In most cases of childhood STS, no predisposing condition or exogenous exposures can be identified. Radiation-induced sarcomas have been seen in survivors of the Hiroshima atomic bomb blast and in childhood cancer survivors treated with radiotherapy. Exposure to chlorophenols and dioxin is associated with a greater risk of STS. Chronic lymphedema has been identified as a risk factor for lymphangiosarcoma. In children with acquired immunodeficiency syndrome (AIDS), leiomyosarcoma occurs at greater than background levels; Epstein-Barr viral infection is thought to play a causal role in the development of this cancer in immunocompromised patients.
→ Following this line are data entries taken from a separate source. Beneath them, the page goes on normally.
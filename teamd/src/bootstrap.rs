//! Daemon startup and single-instance enforcement.
//!
//! Startup is idempotent: scaffolding and the default team record are
//! created only when missing, and a crash-abandoned lock from a dead
//! process is reclaimed with exactly one retry.

use std::fs::{self, OpenOptions};
use std::io::Write;
use std::path::{Path, PathBuf};
use std::sync::Arc;

use anyhow::{bail, Context, Result};
use base64::{engine::general_purpose, Engine as _};
use chrono::Utc;
use rand::RngCore;
use tokio::net::TcpListener;
use tokio::sync::oneshot;
use tokio::task::JoinHandle;
use tracing::{info, warn};

use team_common::fs::{safe_join, set_dir_private, write_json_atomic};
use team_common::types::{LockFile, RuntimeDescriptor};
use team_common::{valid_ident, SCHEMA_VERSION};

use crate::http::{router, AppState};
use crate::store::Store;

const LOCK_FILE: &str = ".teamd.lock";
const SCAFFOLD_DIRS: [&str; 6] = [
    "tasks",
    "threads",
    "inboxes",
    "audit",
    "artifacts",
    "idempotency",
];

#[derive(Debug, Clone)]
pub struct DaemonOptions {
    pub root: PathBuf,
    pub team_id: String,
    /// 0 binds an ephemeral loopback port.
    pub port: u16,
    /// Minted when not supplied.
    pub token: Option<String>,
}

#[derive(Debug)]
pub struct DaemonHandle {
    url: String,
    token: String,
    team_dir: PathBuf,
    lock_path: PathBuf,
    store: Arc<Store>,
    shutdown: Option<oneshot::Sender<()>>,
    serve_task: Option<JoinHandle<std::io::Result<()>>>,
}

impl DaemonHandle {
    pub fn url(&self) -> &str {
        &self.url
    }

    pub fn token(&self) -> &str {
        &self.token
    }

    pub fn team_dir(&self) -> &Path {
        &self.team_dir
    }

    pub fn store(&self) -> Arc<Store> {
        self.store.clone()
    }

    /// Stop the listener and release the instance lock. Safe to call
    /// once; later drops are no-ops.
    pub async fn close(&mut self) {
        if let Some(shutdown) = self.shutdown.take() {
            let _ = shutdown.send(());
        }
        if let Some(task) = self.serve_task.take() {
            match task.await {
                Ok(Ok(())) => {}
                Ok(Err(err)) => warn!("HTTP listener exited with error: {err}"),
                Err(err) => warn!("serve task join failed: {err}"),
            }
        }
        if fs::remove_file(&self.lock_path).is_ok() {
            info!(lock = %self.lock_path.display(), "Instance lock released");
        }
    }
}

impl Drop for DaemonHandle {
    fn drop(&mut self) {
        // close() was skipped: tear down without waiting.
        if let Some(task) = self.serve_task.take() {
            task.abort();
        }
        if self.shutdown.take().is_some() {
            let _ = fs::remove_file(&self.lock_path);
        }
    }
}

/// Bring the daemon up: scaffold the workspace, take the instance
/// lock, bind the loopback listener and publish `runtime.json`.
pub async fn start(options: DaemonOptions) -> Result<DaemonHandle> {
    if !valid_ident(&options.team_id) {
        bail!("invalid team id '{}'", options.team_id);
    }
    fs::create_dir_all(&options.root)
        .with_context(|| format!("failed to create workspace root {}", options.root.display()))?;
    let root = options
        .root
        .canonicalize()
        .with_context(|| format!("failed to resolve workspace root {}", options.root.display()))?;

    let team_dir = safe_join(&root, &options.team_id)?;
    fs::create_dir_all(&team_dir)?;
    set_dir_private(&team_dir)?;
    for sub in SCAFFOLD_DIRS {
        fs::create_dir_all(team_dir.join(sub))?;
    }

    let lock_path = team_dir.join(LOCK_FILE);
    acquire_lock(&lock_path)?;

    match serve(&root, &options, team_dir, lock_path.clone()).await {
        Ok(handle) => Ok(handle),
        Err(err) => {
            // Release the lock on every startup failure past this point.
            let _ = fs::remove_file(&lock_path);
            Err(err)
        }
    }
}

async fn serve(
    root: &Path,
    options: &DaemonOptions,
    team_dir: PathBuf,
    lock_path: PathBuf,
) -> Result<DaemonHandle> {
    let token = options
        .token
        .clone()
        .filter(|token| !token.is_empty())
        .unwrap_or_else(mint_token);

    let store = Arc::new(Store::open(root, &options.team_id)?);
    store.ensure_default_team()?;

    let listener = TcpListener::bind(("127.0.0.1", options.port))
        .await
        .with_context(|| format!("failed to bind 127.0.0.1:{}", options.port))?;
    let addr = listener.local_addr()?;
    let url = format!("http://{addr}");

    let descriptor = RuntimeDescriptor {
        schema_version: SCHEMA_VERSION,
        url: url.clone(),
        token: token.clone(),
        pid: std::process::id(),
    };
    write_json_atomic(&team_dir.join("runtime.json"), &descriptor)?;

    let (shutdown_tx, shutdown_rx) = oneshot::channel::<()>();
    let app = router(AppState::new(store.clone(), &token));
    let serve_task = tokio::spawn(async move {
        axum::serve(listener, app.into_make_service())
            .with_graceful_shutdown(async {
                let _ = shutdown_rx.await;
            })
            .await
    });

    info!(url = %url, team_dir = %team_dir.display(), "teamd listening");
    Ok(DaemonHandle {
        url,
        token,
        team_dir,
        lock_path,
        store,
        shutdown: Some(shutdown_tx),
        serve_task: Some(serve_task),
    })
}

/// Exclusive-create the lock file. A holder that is demonstrably dead
/// is reclaimed once; anything else is an actionable failure.
fn acquire_lock(lock_path: &Path) -> Result<()> {
    for attempt in 0..2 {
        match OpenOptions::new()
            .write(true)
            .create_new(true)
            .open(lock_path)
        {
            Ok(mut file) => {
                let payload = LockFile {
                    schema_version: SCHEMA_VERSION,
                    pid: std::process::id(),
                    started_at: Utc::now(),
                };
                let mut line = serde_json::to_string(&payload)?;
                line.push('\n');
                file.write_all(line.as_bytes())?;
                file.sync_all()?;
                team_common::fs::set_file_private(lock_path)?;
                return Ok(());
            }
            Err(err) if err.kind() == std::io::ErrorKind::AlreadyExists => {
                let holder: Option<LockFile> = fs::read(lock_path)
                    .ok()
                    .and_then(|bytes| serde_json::from_slice(&bytes).ok());
                match holder {
                    Some(lock) if attempt == 0 && process_is_dead(lock.pid) => {
                        warn!(
                            pid = lock.pid,
                            lock = %lock_path.display(),
                            "Reclaiming lock from dead daemon"
                        );
                        fs::remove_file(lock_path).with_context(|| {
                            format!("failed to remove stale lock {}", lock_path.display())
                        })?;
                    }
                    Some(lock) => bail!(
                        "teamd is already running for this team (pid {}); \
                         stop it or remove {} if the pid is stale",
                        lock.pid,
                        lock_path.display()
                    ),
                    None => bail!(
                        "lock file {} exists but cannot be read; \
                         remove it if no daemon is running",
                        lock_path.display()
                    ),
                }
            }
            Err(err) => {
                return Err(err)
                    .with_context(|| format!("failed to create lock {}", lock_path.display()))
            }
        }
    }
    bail!("could not acquire lock {}", lock_path.display())
}

#[cfg(unix)]
fn process_is_dead(pid: u32) -> bool {
    // kill(pid, 0) probes existence without signaling.
    let ret = unsafe { libc::kill(pid as libc::pid_t, 0) };
    if ret == 0 {
        return false;
    }
    std::io::Error::last_os_error().raw_os_error() == Some(libc::ESRCH)
}

#[cfg(not(unix))]
fn process_is_dead(_pid: u32) -> bool {
    false
}

fn mint_token() -> String {
    let mut bytes = [0u8; 32];
    rand::thread_rng().fill_bytes(&mut bytes);
    general_purpose::URL_SAFE_NO_PAD.encode(bytes)
}
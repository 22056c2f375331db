//! Crash-safe file primitives underneath the store.
//!
//! A record file is replaced by writing a sibling temp file and renaming
//! it over the destination; a log file is committed one newline-delimited
//! JSON value at a time. The tail reader tolerates exactly one torn
//! write: bytes after the last newline are uncommitted and dropped.

use std::fs::{self, File, OpenOptions};
use std::io::Write;
use std::path::Path;

use serde::de::DeserializeOwned;
use serde::Serialize;
use tempfile::NamedTempFile;

use crate::error::{StoreError, StoreResult};

/// Atomically replace `path` with the JSON serialization of `value`.
///
/// Parent directories are created as needed. The destination is either
/// its prior contents or the new fully-formed record, never partial.
pub fn write_json_atomic<T: Serialize>(path: &Path, value: &T) -> StoreResult<()> {
    let parent = path
        .parent()
        .ok_or_else(|| StoreError::Internal(format!("no parent for {}", path.display())))?;
    fs::create_dir_all(parent)?;

    // NamedTempFile is created mode 0600 and removes itself unless
    // persisted.
    let mut tmp = NamedTempFile::new_in(parent)?;
    serde_json::to_writer(&mut tmp, value)?;
    tmp.write_all(b"\n")?;
    tmp.as_file().sync_all()?;
    tmp.persist(path)
        .map_err(|err| StoreError::Internal(err.to_string()))?;

    // Flushing the directory makes the rename itself durable. Failure
    // here does not un-commit the record.
    if let Ok(dir) = File::open(parent) {
        let _ = dir.sync_all();
    }
    Ok(())
}

/// Append `value` as one newline-terminated JSON line to `path`.
pub fn append_json_line<T: Serialize>(path: &Path, value: &T) -> StoreResult<()> {
    if let Some(parent) = path.parent() {
        fs::create_dir_all(parent)?;
    }
    let existed = path.exists();
    let mut line = serde_json::to_string(value)?;
    line.push('\n');

    let mut file = OpenOptions::new().create(true).append(true).open(path)?;
    if !existed {
        set_file_private(path)?;
    }
    file.write_all(line.as_bytes())?;
    file.sync_all()?;
    Ok(())
}

/// Read every committed record of a line-delimited JSON file in order.
///
/// A trailing fragment without a final newline is a crash-interrupted
/// append and is silently discarded. Any committed line that fails to
/// parse fails the whole read with `INVALID_LINE`.
pub fn read_json_lines<T: DeserializeOwned>(path: &Path) -> StoreResult<Vec<T>> {
    let bytes = match fs::read(path) {
        Ok(bytes) => bytes,
        Err(err) if err.kind() == std::io::ErrorKind::NotFound => return Ok(Vec::new()),
        Err(err) => return Err(err.into()),
    };

    let committed = match bytes.iter().rposition(|b| *b == b'\n') {
        Some(last_newline) => &bytes[..=last_newline],
        None => return Ok(Vec::new()),
    };

    let mut records = Vec::new();
    for (idx, line) in committed.split(|b| *b == b'\n').enumerate() {
        if line.is_empty() {
            continue;
        }
        let record = serde_json::from_slice(line).map_err(|_| StoreError::InvalidLine {
            file: path.display().to_string(),
            line: idx + 1,
        })?;
        records.push(record);
    }
    Ok(records)
}

/// Restrict a directory to its owner (0700).
pub fn set_dir_private(path: &Path) -> StoreResult<()> {
    #[cfg(unix)]
    {
        use std::os::unix::fs::PermissionsExt;
        fs::set_permissions(path, fs::Permissions::from_mode(0o700))?;
    }
    #[cfg(not(unix))]
    let _ = path;
    Ok(())
}

/// Restrict a file to its owner (0600).
pub fn set_file_private(path: &Path) -> StoreResult<()> {
    #[cfg(unix)]
    {
        use std::os::unix::fs::PermissionsExt;
        fs::set_permissions(path, fs::Permissions::from_mode(0o600))?;
    }
    #[cfg(not(unix))]
    let _ = path;
    Ok(())
}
Rarely, STS occurs as part of recognizable genetic syndromes, either as an inherited gene in an affected family or as a new germline mutation. Li-Fraumeni syndrome is characterized by susceptibility to many cancers, including soft tissue and bone sarcomas, breast cancer, brain tumors, and adrenocortical carcinoma, and is associated with germline TP53 mutations. Soft tissue sarcoma occurs as a secondary tumor in patients with germline RB1 mutation, often presenting in or near the radiation field following treatment of a primary retinoblastoma. The lifetime risk of malignant peripheral nerve sheath tumor in patients with neurofibromatosis type 1 is approximately 10%; these patients also develop other STS including RMS. Desmoid fibromatosis has been reported to develop in about 10% of patients with familial adenomatous polyposis. Rhabdomyosarcoma occurs at a high rate in children with Costello syndrome, where it appears to be caused by germline HRAS mutations. Various STSs have also been reported in Beckwith-Wiedemann, Gorlin, hereditary multiple osteochondroma, Werner, and Rubinstein-Taybi syndromes.